Norman Mailer, the macho prince of American letters who for decades reigned as the country’s literary conscience and provocateur with such books as “The Naked and the Dead” and “The Executioner’s Song” — the latter of which also earned him an Emmy nomination — died Saturday of acute renal failure at Mount Sinai Hospital in New York. He was 84.
From his classic debut novel to such masterworks of literary journalism as “The Armies of the Night,” the two-time Pulitzer Prize winner was distinguished for his insight, passion and originality.
“He could do anything he wanted to do — the movie business, writing, theater, politics,” author Gay Talese said Saturday. “He’d go anywhere and try anything.”
His 1982 script for miniseries “The Executioner’s Song,” starring Tommy Lee Jones and adapted from his Pulitzer Prize-winning 1979 novel about the life and death of Gary Gilmore, earned him an Emmy nom.
His 1987 screen adaptation of his novel “Tough Guys Don’t Dance” (1984) was somewhat better received as a pic (which he also directed) than as a book.
Mailer stepped in front of the camera for several small roles as well, most notably as Stanford White in 1981’s “Ragtime.” His most recent appearance was as Harry Houdini in Matthew Barney’s “Cremaster 2” (1999).
He produced five other films.
Mailer built and nurtured an image as pugnacious, streetwise and high-living. He drank, fought, smoked pot and married six times. He made a quixotic bid to become mayor of New York, feuded publicly with writer Gore Vidal and crusaded against women’s liberation.
But as Newsweek reviewer Raymond Sokolov said in 1968, “In the end, it is the writing that will count.”
Mailer, he wrote, possessed “a superb natural style that does not crack under the pressures he puts upon it, a talent for narrative and characters with real blood streams and nervous systems, a great openness and eagerness for experience, a sense of urgency about the need to test thought and character in the crucible of a difficult era.”
Mailer was born Jan. 31, 1923, in Long Branch, N.J. His family soon moved to Brooklyn — later described by Mailer as “the most secure Jewish environment in America.”
Mailer earned an engineering degree in 1943 from Harvard U., where he decided to become a writer, and was soon drafted into the Army. Sent to the Philippines as an infantryman, he saw enough of army life and combat to provide a basis for his first book, “The Naked and the Dead,” published in 1948 while he was a postgraduate student in Paris on the GI Bill of Rights.
Mailer returned home to find himself anointed the new Hemingway, Dos Passos and Melville.
Buoyed by instant literary celebrity, Mailer embraced the early 1950s counterculture, writing social and political commentary for the Village Voice, which he helped found.
Mailer turned reporter to cover the 1960 Democratic Party convention for Esquire. His 1968 account of the peace march on the Pentagon, “The Armies of the Night,” won the Pulitzer Prize and the National Book Award.
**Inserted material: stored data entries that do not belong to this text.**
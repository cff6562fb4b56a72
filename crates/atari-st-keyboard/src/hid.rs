//! HID keyboard usages (usage page 0x07) and boot-report modifier bits.

/// Modifier byte bits of a boot-protocol keyboard report.
pub mod modifier {
    pub const LEFT_CTRL: u8 = 0x01;
    pub const LEFT_SHIFT: u8 = 0x02;
    pub const LEFT_ALT: u8 = 0x04;
    pub const LEFT_GUI: u8 = 0x08;
    pub const RIGHT_CTRL: u8 = 0x10;
    pub const RIGHT_SHIFT: u8 = 0x20;
    pub const RIGHT_ALT: u8 = 0x40;
    pub const RIGHT_GUI: u8 = 0x80;

    pub const CTRL: u8 = LEFT_CTRL | RIGHT_CTRL;
    pub const SHIFT: u8 = LEFT_SHIFT | RIGHT_SHIFT;
    pub const ALT: u8 = LEFT_ALT | RIGHT_ALT;
}

pub const A: u8 = 0x04;
pub const Z: u8 = 0x1D;
pub const DIGIT_1: u8 = 0x1E;
pub const DIGIT_0: u8 = 0x27;
pub const ENTER: u8 = 0x28;
pub const ESCAPE: u8 = 0x29;
pub const BACKSPACE: u8 = 0x2A;
pub const TAB: u8 = 0x2B;
pub const SPACE: u8 = 0x2C;
pub const MINUS: u8 = 0x2D;
pub const EQUAL: u8 = 0x2E;
pub const BRACKET_LEFT: u8 = 0x2F;
pub const BRACKET_RIGHT: u8 = 0x30;
pub const BACKSLASH: u8 = 0x31;
pub const NON_US_HASH: u8 = 0x32;
pub const SEMICOLON: u8 = 0x33;
pub const QUOTE: u8 = 0x34;
pub const GRAVE: u8 = 0x35;
pub const COMMA: u8 = 0x36;
pub const PERIOD: u8 = 0x37;
pub const SLASH: u8 = 0x38;
pub const CAPS_LOCK: u8 = 0x39;
pub const F1: u8 = 0x3A;
pub const F12: u8 = 0x45;
pub const PRINT_SCREEN: u8 = 0x46;
pub const SCROLL_LOCK: u8 = 0x47;
pub const PAUSE: u8 = 0x48;
pub const INSERT: u8 = 0x49;
pub const HOME: u8 = 0x4A;
pub const PAGE_UP: u8 = 0x4B;
pub const DELETE: u8 = 0x4C;
pub const END: u8 = 0x4D;
pub const PAGE_DOWN: u8 = 0x4E;
pub const RIGHT: u8 = 0x4F;
pub const LEFT: u8 = 0x50;
pub const DOWN: u8 = 0x51;
pub const UP: u8 = 0x52;
pub const NUM_LOCK: u8 = 0x53;
pub const KP_SLASH: u8 = 0x54;
pub const KP_STAR: u8 = 0x55;
pub const KP_MINUS: u8 = 0x56;
pub const KP_PLUS: u8 = 0x57;
pub const KP_ENTER: u8 = 0x58;
pub const KP_1: u8 = 0x59;
pub const KP_0: u8 = 0x62;
pub const KP_PERIOD: u8 = 0x63;
pub const NON_US_BACKSLASH: u8 = 0x64;
pub const APPLICATION: u8 = 0x65;

pub const LEFT_CTRL: u8 = 0xE0;
pub const LEFT_SHIFT: u8 = 0xE1;
pub const LEFT_ALT: u8 = 0xE2;
pub const LEFT_GUI: u8 = 0xE3;
pub const RIGHT_CTRL: u8 = 0xE4;
pub const RIGHT_SHIFT: u8 = 0xE5;
pub const RIGHT_ALT: u8 = 0xE6;
pub const RIGHT_GUI: u8 = 0xE7;

const FUNCTION_KEYS: [&str; 12] = [
    "F1", "F2", "F3", "F4", "F5", "F6", "F7", "F8", "F9", "F10", "F11", "F12",
];

/// Name of a non-printing key, for logs.
#[must_use]
pub fn usage_name(usage: u8) -> Option<&'static str> {
    let name = match usage {
        ENTER => "Enter",
        ESCAPE => "Escape",
        BACKSPACE => "Backspace",
        TAB => "Tab",
        SPACE => "Space",
        CAPS_LOCK => "CapsLock",
        F1..=F12 => FUNCTION_KEYS[usize::from(usage - F1)],
        PRINT_SCREEN => "PrintScreen",
        SCROLL_LOCK => "ScrollLock",
        PAUSE => "Pause",
        INSERT => "Insert",
        HOME => "Home",
        PAGE_UP => "PageUp",
        DELETE => "Delete",
        END => "End",
        PAGE_DOWN => "PageDown",
        RIGHT => "Right",
        LEFT => "Left",
        DOWN => "Down",
        UP => "Up",
        NUM_LOCK => "NumLock",
        KP_ENTER => "KeypadEnter",
        APPLICATION => "Application",
        LEFT_CTRL => "LeftCtrl",
        LEFT_SHIFT => "LeftShift",
        LEFT_ALT => "LeftAlt",
        LEFT_GUI => "LeftGui",
        RIGHT_CTRL => "RightCtrl",
        RIGHT_SHIFT => "RightShift",
        RIGHT_ALT => "RightAlt",
        RIGHT_GUI => "RightGui",
        _ => return None,
    };
    Some(name)
}

/// The character a key prints on a US keyboard, if any.
#[must_use]
pub fn usage_char(usage: u8, shifted: bool) -> Option<char> {
    let pair = match usage {
        A..=Z => {
            let lower = char::from(b'a' + (usage - A));
            return Some(if shifted {
                lower.to_ascii_uppercase()
            } else {
                lower
            });
        }
        DIGIT_1..=DIGIT_0 => {
            const DIGITS: &[u8; 10] = b"1234567890";
            const SHIFTED: &[u8; 10] = b"!@#$%^&*()";
            let i = usize::from(usage - DIGIT_1);
            (DIGITS[i], SHIFTED[i])
        }
        MINUS => (b'-', b'_'),
        EQUAL => (b'=', b'+'),
        BRACKET_LEFT => (b'[', b'{'),
        BRACKET_RIGHT => (b']', b'}'),
        BACKSLASH | NON_US_BACKSLASH => (b'\\', b'|'),
        NON_US_HASH => (b'#', b'~'),
        SEMICOLON => (b';', b':'),
        QUOTE => (b'\'', b'"'),
        GRAVE => (b'`', b'~'),
        COMMA => (b',', b'<'),
        PERIOD => (b'.', b'>'),
        SLASH => (b'/', b'?'),
        KP_SLASH => (b'/', b'/'),
        KP_STAR => (b'*', b'*'),
        KP_MINUS => (b'-', b'-'),
        KP_PLUS => (b'+', b'+'),
        KP_1..=KP_0 => {
            const KEYPAD: &[u8; 10] = b"1234567890";
            let c = KEYPAD[usize::from(usage - KP_1)];
            (c, c)
        }
        KP_PERIOD => (b'.', b'.'),
        _ => return None,
    };
    Some(char::from(if shifted { pair.1 } else { pair.0 }))
}

/// Human-readable description of a key for debug logs.
#[must_use]
pub fn describe(usage: u8, shifted: bool) -> String {
    if let Some(c) = usage_char(usage, shifted) {
        format!("'{c}'")
    } else if let Some(name) = usage_name(usage) {
        name.to_string()
    } else {
        format!("usage {usage:#04X}")
    }
}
Mailer’s suspicion of technology was so deep that he wrote with a pen, some 1,500 words a day. Despite heart surgery, hearing loss and arthritic knees that forced him to walk with canes, Mailer retained his enthusiasm for writing and in early 2007 released “The Castle in the Forest,” a novel about Hitler’s early years, narrated by an underling of Satan. A book of conversations about the cosmos, “On God: An Uncommon Conversation,” came out in the fall.
In 2005, Mailer received a gold medal for lifetime achievement at the National Book Awards.
Mailer’s wives were Adele Morales, Beatrice Silverman, Lady Jeanne Campbell, Beverly Bentley, actress Carol Stevens and painter Norris Church. He had three sons, including producer Michael Mailer, five daughters, including actress Kate Mailer, and a stepson.
J. Michael Lennon, Mailer’s biographer, said arrangements for a private service and burial for family members and close friends would be announced this week, and a memorial service would be held in New York in the coming months.